Les antimycosiques oraux (p. ex., la terbinafine, l'itraconazole) sont utilisés dans la plupart des infections des ongles et du cuir chevelu, les infections cutanées résistantes et chez les patients ne voulant pas ou incapables de suivre des traitements topiques prolongés; les doses et la durée diffèrent selon le site de l'infection. Pour le traitement des infections fongiques des ongles, voir Traitement de l'onychomycose.
Dans le cas des agents antifongiques oraux, la terbinafine et l'itraconazole, des tests hépatiques de base et périodiques sont généralement recommandés si le traitement se prolonge au-delà de 4 semaines, car des anomalies hépatiques cliniquement significatives sont rares mais peuvent survenir (1). La toxicité hépatique est plus probable en cas de traitement prolongé et chez les patients ayant une maladie hépatique préexistante.

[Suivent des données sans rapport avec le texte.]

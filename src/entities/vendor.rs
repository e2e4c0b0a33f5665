use chrono::{DateTime, Utc};
use sea_orm::entity::prelude::*;
use serde::{Deserialize, Serialize};
use uuid::Uuid;

#[derive(Clone, Debug, PartialEq, Eq, DeriveEntityModel, Serialize, Deserialize)]
#[sea_orm(table_name = "vendors")]
pub struct Model {
    #[sea_orm(primary_key, auto_increment = false)]
    pub id: Uuid,
    pub name: String,
    pub contact_number: Option<String>,
    pub email: Option<String>,
    pub address: Option<String>,
    pub pincode: Option<String>,
    pub gst_number: Option<String>,
    pub created_at: DateTime<Utc>,
    pub updated_at: Option<DateTime<Utc>>,
}

#[derive(Copy, Clone, Debug, EnumIter, DeriveRelation)]
pub enum Relation {
    #[sea_orm(has_many = "super::vendor_pincode::Entity")]
    Pincodes,
    #[sea_orm(has_many = "super::shipment::Entity")]
    Shipments,
}

impl Related<super::vendor_pincode::Entity> for Entity {
    fn to() -> RelationDef {
        Relation::Pincodes.def()
    }
}

impl Related<super::shipment::Entity> for Entity {
    fn to() -> RelationDef {
        Relation::Shipments.def()
    }
}

impl ActiveModelBehavior for ActiveModel {}
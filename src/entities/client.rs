use chrono::{DateTime, Utc};
use sea_orm::entity::prelude::*;
use serde::{Deserialize, Serialize};
use uuid::Uuid;

#[derive(Clone, Debug, PartialEq, DeriveEntityModel, Serialize, Deserialize)]
#[sea_orm(table_name = "clients")]
pub struct Model {
    #[sea_orm(primary_key, auto_increment = false)]
    pub id: Uuid,
    #[sea_orm(unique)]
    pub client_code: String,
    pub client_name: String,
    pub contact_number: Option<String>,
    pub email_id: Option<String>,
    pub address: Option<String>,
    pub pin_code: Option<String>,
    pub gst_number: Option<String>,
    /// Legacy per-client multiplier. The rate master CFT is authoritative;
    /// this column is kept for API compatibility only.
    pub cft_multiplier: f64,
    pub created_by: Option<Uuid>,
    pub created_at: DateTime<Utc>,
    pub updated_at: Option<DateTime<Utc>>,
}

#[derive(Copy, Clone, Debug, EnumIter, DeriveRelation)]
pub enum Relation {
    #[sea_orm(has_many = "super::shipment::Entity")]
    Shipments,
    #[sea_orm(has_many = "super::client_rate::Entity")]
    Rates,
    #[sea_orm(has_many = "super::bill::Entity")]
    Bills,
}

impl Related<super::shipment::Entity> for Entity {
    fn to() -> RelationDef {
        Relation::Shipments.def()
    }
}

impl Related<super::client_rate::Entity> for Entity {
    fn to() -> RelationDef {
        Relation::Rates.def()
    }
}

impl Related<super::bill::Entity> for Entity {
    fn to() -> RelationDef {
        Relation::Bills.def()
    }
}

impl ActiveModelBehavior for ActiveModel {}
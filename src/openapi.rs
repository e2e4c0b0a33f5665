use utoipa::OpenApi;
use utoipa_swagger_ui::SwaggerUi;

#[derive(OpenApi)]
#[openapi(
    info(
        title = "FreightDesk API",
        version = "0.3.0",
        description = r#"
# FreightDesk Back-Office API

Back-office API for freight-forwarding operations: client and vendor
masters, zone rate cards, shipment data entry, and bill generation.

## Conventions

- Weights are kilograms; box dimensions are centimetres.
- Volumetric weight per piece is `L x B x H x CFT / 27000` for surface
  and `L x B x H / 5000` for air; express shipments carry no volumetric
  weight.
- Money values are fixed-point decimals rounded to 2 places.

## Pagination

List endpoints accept `page` (default 1) and `limit` (default 20,
max 100) query parameters.
        "#,
        license(
            name = "MIT",
            url = "https://opensource.org/licenses/MIT"
        )
    ),
    servers(
        (url = "http://localhost:8080", description = "Local development")
    ),
    tags(
        (name = "clients", description = "Client master endpoints"),
        (name = "vendors", description = "Vendor master and serviceability endpoints"),
        (name = "zones", description = "Rating zone endpoints"),
        (name = "rates", description = "Rate card and quote endpoints"),
        (name = "shipments", description = "Shipment entry endpoints"),
        (name = "bills", description = "Bill generation endpoints")
    ),
    paths(
        // Clients
        crate::handlers::clients::list_clients,
        crate::handlers::clients::get_client,
        crate::handlers::clients::create_client,
        crate::handlers::clients::update_client,
        crate::handlers::clients::delete_client,

        // Vendors
        crate::handlers::vendors::list_vendors,
        crate::handlers::vendors::get_vendor,
        crate::handlers::vendors::create_vendor,
        crate::handlers::vendors::update_vendor,
        crate::handlers::vendors::delete_vendor,
        crate::handlers::vendors::list_pincodes,
        crate::handlers::vendors::add_pincode,
        crate::handlers::vendors::remove_pincode,
        crate::handlers::vendors::check_serviceability,

        // Zones
        crate::handlers::zones::list_zones,
        crate::handlers::zones::get_zone,
        crate::handlers::zones::create_zone,

        // Rates
        crate::handlers::rates::create_rate_master,
        crate::handlers::rates::rates_for_client,
        crate::handlers::rates::update_rate_master,
        crate::handlers::rates::get_rate_quote,

        // Shipments
        crate::handlers::shipments::list_shipments,
        crate::handlers::shipments::get_shipment,
        crate::handlers::shipments::create_shipment,
        crate::handlers::shipments::update_shipment,
        crate::handlers::shipments::delete_shipment,

        // Bills
        crate::handlers::bills::generate_bill,
        crate::handlers::bills::list_bills,
        crate::handlers::bills::get_bill,
    ),
    components(
        schemas(
            // Common types
            crate::ApiResponse<serde_json::Value>,
            crate::PaginatedResponse<serde_json::Value>,

            // Client types
            crate::handlers::clients::ClientResponse,
            crate::services::clients::CreateClientRequest,
            crate::services::clients::UpdateClientRequest,

            // Vendor types
            crate::handlers::vendors::VendorResponse,
            crate::handlers::vendors::VendorPincodeResponse,
            crate::handlers::vendors::ServiceabilityResponse,
            crate::services::vendors::CreateVendorRequest,
            crate::services::vendors::UpdateVendorRequest,
            crate::services::vendors::AddPincodeRequest,
            crate::entities::vendor_pincode::OdaStatus,

            // Zone types
            crate::handlers::zones::ZoneResponse,
            crate::services::zones::CreateZoneRequest,

            // Rate types
            crate::handlers::rates::RateMasterResponse,
            crate::handlers::rates::ZoneRateResponse,
            crate::services::rates::CreateRateMasterRequest,
            crate::services::rates::UpdateRateMasterRequest,
            crate::services::rates::ZoneRateInput,
            crate::rating::charges::RateQuote,
            crate::rating::TransportMode,

            // Shipment types
            crate::handlers::shipments::ShipmentSummary,
            crate::handlers::shipments::ShipmentResponse,
            crate::handlers::shipments::ShipmentBoxResponse,
            crate::services::shipments::ShipmentInput,
            crate::rating::boxes::BoxInput,
            crate::rating::boxes::BoxWeights,

            // Bill types
            crate::handlers::bills::BillResponse,
            crate::services::billing::GenerateBillRequest,

            // Error types
            crate::errors::ErrorResponse
        )
    )
)]
pub struct ApiDocV1;

pub fn swagger_ui() -> SwaggerUi {
    SwaggerUi::new("/swagger-ui")
        .url("/api-docs/openapi.json", ApiDocV1::openapi())
        .config(utoipa_swagger_ui::Config::from("/api-docs/openapi.json").try_it_out_enabled(true))
}

#[cfg(test)]
mod tests {
    use super::*;

    #[test]
    fn openapi_document_covers_all_surfaces() {
        let openapi = ApiDocV1::openapi();
        let json = serde_json::to_string_pretty(&openapi).unwrap();
        assert!(json.contains("FreightDesk API"));
        assert!(json.contains("/api/v1/shipments"));
        assert!(json.contains("/api/v1/bills/generate"));
        assert!(json.contains("/api/v1/rates/quote"));
    }
}
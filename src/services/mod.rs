pub mod billing;
pub mod clients;
pub mod rates;
pub mod shipments;
pub mod vendors;
pub mod zones;
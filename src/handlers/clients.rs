use axum::{
    extract::{Path, Query, State},
    http::StatusCode,
    response::{IntoResponse, Json},
};
use chrono::{DateTime, Utc};
use serde::{Deserialize, Serialize};
use utoipa::{IntoParams, ToSchema};
use uuid::Uuid;

use crate::{
    entities::client,
    errors::ServiceError,
    services::clients::{CreateClientRequest, UpdateClientRequest},
    ApiResponse, ApiResult, AppState, PaginatedResponse,
};

#[derive(Debug, Deserialize, Default, ToSchema, IntoParams)]
#[into_params(parameter_in = Query)]
pub struct ClientListQuery {
    pub page: Option<u64>,
    pub limit: Option<u64>,
}

#[derive(Debug, Serialize, ToSchema)]
pub struct ClientResponse {
    /// Client UUID
    pub id: Uuid,
    /// Short unique code used on dockets and bills
    #[schema(example = "ACME")]
    pub client_code: String,
    pub client_name: String,
    pub contact_number: Option<String>,
    pub email_id: Option<String>,
    pub address: Option<String>,
    pub pin_code: Option<String>,
    pub gst_number: Option<String>,
    pub cft_multiplier: f64,
    pub created_at: DateTime<Utc>,
    pub updated_at: Option<DateTime<Utc>>,
}

impl From<client::Model> for ClientResponse {
    fn from(model: client::Model) -> Self {
        Self {
            id: model.id,
            client_code: model.client_code,
            client_name: model.client_name,
            contact_number: model.contact_number,
            email_id: model.email_id,
            address: model.address,
            pin_code: model.pin_code,
            gst_number: model.gst_number,
            cft_multiplier: model.cft_multiplier,
            created_at: model.created_at,
            updated_at: model.updated_at,
        }
    }
}

#[utoipa::path(
    get,
    path = "/api/v1/clients",
    params(ClientListQuery),
    responses(
        (status = 200, description = "Clients listed", body = ApiResponse<PaginatedResponse<ClientResponse>>)
    ),
    tag = "clients"
)]
pub async fn list_clients(
    State(state): State<AppState>,
    Query(query): Query<ClientListQuery>,
) -> ApiResult<PaginatedResponse<ClientResponse>> {
    let page = query.page.unwrap_or(1).max(1);
    let limit = query.limit.unwrap_or(20).clamp(1, 100);

    let (records, total) = state.services.clients.list_clients(page, limit).await?;
    let items: Vec<ClientResponse> = records.into_iter().map(ClientResponse::from).collect();
    let total_pages = (total + limit - 1) / limit;

    Ok(Json(ApiResponse::success(PaginatedResponse {
        items,
        total,
        page,
        limit,
        total_pages,
    })))
}

#[utoipa::path(
    get,
    path = "/api/v1/clients/:id",
    params(
        ("id" = Uuid, Path, description = "Client ID")
    ),
    responses(
        (status = 200, description = "Client fetched", body = ApiResponse<ClientResponse>),
        (status = 404, description = "Client not found", body = crate::errors::ErrorResponse)
    ),
    tag = "clients"
)]
pub async fn get_client(
    State(state): State<AppState>,
    Path(id): Path<Uuid>,
) -> ApiResult<ClientResponse> {
    match state.services.clients.get_client(id).await? {
        Some(model) => Ok(Json(ApiResponse::success(ClientResponse::from(model)))),
        None => Err(ServiceError::NotFound(format!("Client {}", id))),
    }
}

#[utoipa::path(
    post,
    path = "/api/v1/clients",
    request_body = CreateClientRequest,
    responses(
        (status = 201, description = "Client created", body = ApiResponse<ClientResponse>),
        (status = 400, description = "Invalid request", body = crate::errors::ErrorResponse),
        (status = 409, description = "Client code already in use", body = crate::errors::ErrorResponse)
    ),
    tag = "clients"
)]
pub async fn create_client(
    State(state): State<AppState>,
    Json(payload): Json<CreateClientRequest>,
) -> Result<impl IntoResponse, ServiceError> {
    let created = state.services.clients.create_client(payload).await?;
    Ok((
        StatusCode::CREATED,
        Json(ApiResponse::success(ClientResponse::from(created))),
    ))
}

#[utoipa::path(
    put,
    path = "/api/v1/clients/:id",
    params(
        ("id" = Uuid, Path, description = "Client ID")
    ),
    request_body = UpdateClientRequest,
    responses(
        (status = 200, description = "Client updated", body = ApiResponse<ClientResponse>),
        (status = 404, description = "Client not found", body = crate::errors::ErrorResponse)
    ),
    tag = "clients"
)]
pub async fn update_client(
    State(state): State<AppState>,
    Path(id): Path<Uuid>,
    Json(payload): Json<UpdateClientRequest>,
) -> ApiResult<ClientResponse> {
    let updated = state.services.clients.update_client(id, payload).await?;
    Ok(Json(ApiResponse::success(ClientResponse::from(updated))))
}

#[utoipa::path(
    delete,
    path = "/api/v1/clients/:id",
    params(
        ("id" = Uuid, Path, description = "Client ID")
    ),
    responses(
        (status = 204, description = "Client deleted"),
        (status = 404, description = "Client not found", body = crate::errors::ErrorResponse),
        (status = 409, description = "Client still referenced by shipments or bills", body = crate::errors::ErrorResponse)
    ),
    tag = "clients"
)]
pub async fn delete_client(
    State(state): State<AppState>,
    Path(id): Path<Uuid>,
) -> Result<impl IntoResponse, ServiceError> {
    state.services.clients.delete_client(id).await?;
    Ok(StatusCode::NO_CONTENT)
}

Les vernis à ongles peuvent être une option raisonnable pour contrôler l'onychomycose. Les taux de guérison complète sont généralement faibles ainsi que les effets secondaires; cependant, les vernis à ongles peuvent être utiles pour améliorer l'apparence des ongles affectés et réduire l'épaississement des ongles pour faciliter le fait de couper les ongles.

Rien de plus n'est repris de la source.